[[ RECORDS FOR THE EXERCISE, beginning ]]

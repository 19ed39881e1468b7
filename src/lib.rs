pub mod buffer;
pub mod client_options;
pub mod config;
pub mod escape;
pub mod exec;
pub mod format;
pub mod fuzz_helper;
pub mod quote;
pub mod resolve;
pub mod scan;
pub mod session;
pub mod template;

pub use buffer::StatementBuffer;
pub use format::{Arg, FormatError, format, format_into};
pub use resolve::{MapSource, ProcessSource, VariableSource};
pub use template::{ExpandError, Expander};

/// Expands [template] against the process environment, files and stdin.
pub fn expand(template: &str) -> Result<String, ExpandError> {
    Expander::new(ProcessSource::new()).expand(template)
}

[[ RECORDS FOR THE EXERCISE, end ]]
[[ RECORDS FOR THE EXERCISE, beginning ]]

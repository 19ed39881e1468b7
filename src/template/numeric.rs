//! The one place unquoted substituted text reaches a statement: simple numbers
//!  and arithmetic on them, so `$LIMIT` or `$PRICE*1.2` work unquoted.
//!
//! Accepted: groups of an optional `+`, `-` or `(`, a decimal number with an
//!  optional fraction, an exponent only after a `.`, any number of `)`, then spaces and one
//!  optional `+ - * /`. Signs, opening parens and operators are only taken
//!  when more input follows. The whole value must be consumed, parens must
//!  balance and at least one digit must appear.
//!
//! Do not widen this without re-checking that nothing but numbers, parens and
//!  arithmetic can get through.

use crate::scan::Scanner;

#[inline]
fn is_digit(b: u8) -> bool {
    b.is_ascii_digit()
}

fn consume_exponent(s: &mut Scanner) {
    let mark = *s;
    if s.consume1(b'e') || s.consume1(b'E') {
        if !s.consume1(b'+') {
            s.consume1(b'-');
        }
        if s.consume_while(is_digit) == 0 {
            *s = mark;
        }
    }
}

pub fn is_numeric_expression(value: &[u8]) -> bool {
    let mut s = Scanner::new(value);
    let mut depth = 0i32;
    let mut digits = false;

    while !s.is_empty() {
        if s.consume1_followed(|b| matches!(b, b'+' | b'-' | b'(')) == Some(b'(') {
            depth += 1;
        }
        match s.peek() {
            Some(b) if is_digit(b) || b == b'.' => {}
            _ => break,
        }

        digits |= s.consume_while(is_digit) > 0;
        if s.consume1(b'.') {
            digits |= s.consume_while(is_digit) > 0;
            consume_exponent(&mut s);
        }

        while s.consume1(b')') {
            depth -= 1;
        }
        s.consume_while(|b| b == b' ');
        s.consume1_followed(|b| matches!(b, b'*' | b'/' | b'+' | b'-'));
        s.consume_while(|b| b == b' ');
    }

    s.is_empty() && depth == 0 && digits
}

[[ RECORDS FOR THE EXERCISE, end ]]

→ **TASK DESCRIPTION**:
Looking at the entries above, say how many lines contain the word "bool". Nothing but the number is needed.

→ **ANSWER SPACE**:
2